Niye ‘’DENİZE SIFIR’’, niye ‘’DUVARLAR’’, neden ‘’ AİTTİR, ÖZELDİR, GİRİLMEZ’’?

Çit, dikenli tel, kurukafa, boy boy köpekler, güvenlik görevlisi , sınır, sınır, sınır…

Çünkü görünmez sınırlara, yazılı olmayan kurallara, vicdan sesine kabulümüz,

İnsanlar arası çizilmemiş sınırlara saygıyla riayet etme olgunluğumuz YOK.

Ortak erdemler ve evrensel doğruları özümseyerek herkesin birlikteliğini değilde,

Güzelim doğa içinde, görmeye dahi tahammül edemediklerimizden ayrı olmak için,

Sadece kendimize ayırdığımız ‘’DENİZE SIFIRLARDA’’ izole, korunmuş mutluluk peşindeyiz.

Çünkü ortak ve aynı anda , eşsiz doğayı ve yaşam alanlarını hep birlikte kullanabilecek,

Beşeri tekamülü gerçekleştirememenin yetersizliği içinde,

Ötekinden ayrı, ötekini görmeden, birirbiriyle tamamen kopuk insan gruplarıyız.

Üstelik içinde yüzülüp, su sporları yapılmadan, kıyısında kumunda koşulup yürünmeden,

Gelgitine, kumuna, batan güneşine ayaklar suda olmadan biteviye bakılıp durulan,

Güzelim kumsallara betonlar, onbin yılda şekillen kayaya ‘’ DENİZE SIFIR’’ mekanlar.

Brighton kıyısındaki yaşam alanlarını ve yetmiş milletten insanı gözlemlerken,

Ben her ‘’ şuraya DENİZE SIFIR bir mekan altı kafe, gelsiiin’’ dedikçe,

Kahkahalarımız dar sokaklarda yankılanıyor, çok komik geliyor ‘’DENİZE SIFIR’’.

Yalıdan kulüpten görülmeyen boğaz, apartmandan siteden mavisi seçilmeyen Ege,

Depremde suya yıkılan Marmara, hepten beton Bodrum, Marmaris, Kuşadası,

Denize tam sıfır ama kumsalsız ve önünden koca denizine bile girilemeyen Mersin.

Ve her geçen yıl başka bir yancısı, yağmacısı, yığmacısı sayesinde insanımıza kapatılan,

Beton yaklaştıça yokolan kumları, üstü örtülen kayaları, çaresiz kalan börtü böceğiyle,

Tabiri caizse ‘’DENİZE SIFIR’’, ilhak kültürü.
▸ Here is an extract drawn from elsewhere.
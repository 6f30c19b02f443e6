pub mod company;
pub mod product;
pub mod recommendation;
Doğa elbet bir çaresini bulup geri alacak denizi, kumu, kayayı, o masmavi suyu,

Asıl kötü olan ise, denizle arasına duvar örüldükçe birbirinden uzaklaşan insan.

Brigtonda akşam, herkes şehirle deniz arasındaki uçsuz bucaksız alanda, anın peşinde,

Biz ise işin gırgırındayız, ‘’DENİZE SIFIR’’ dedikçe kopuyoruz.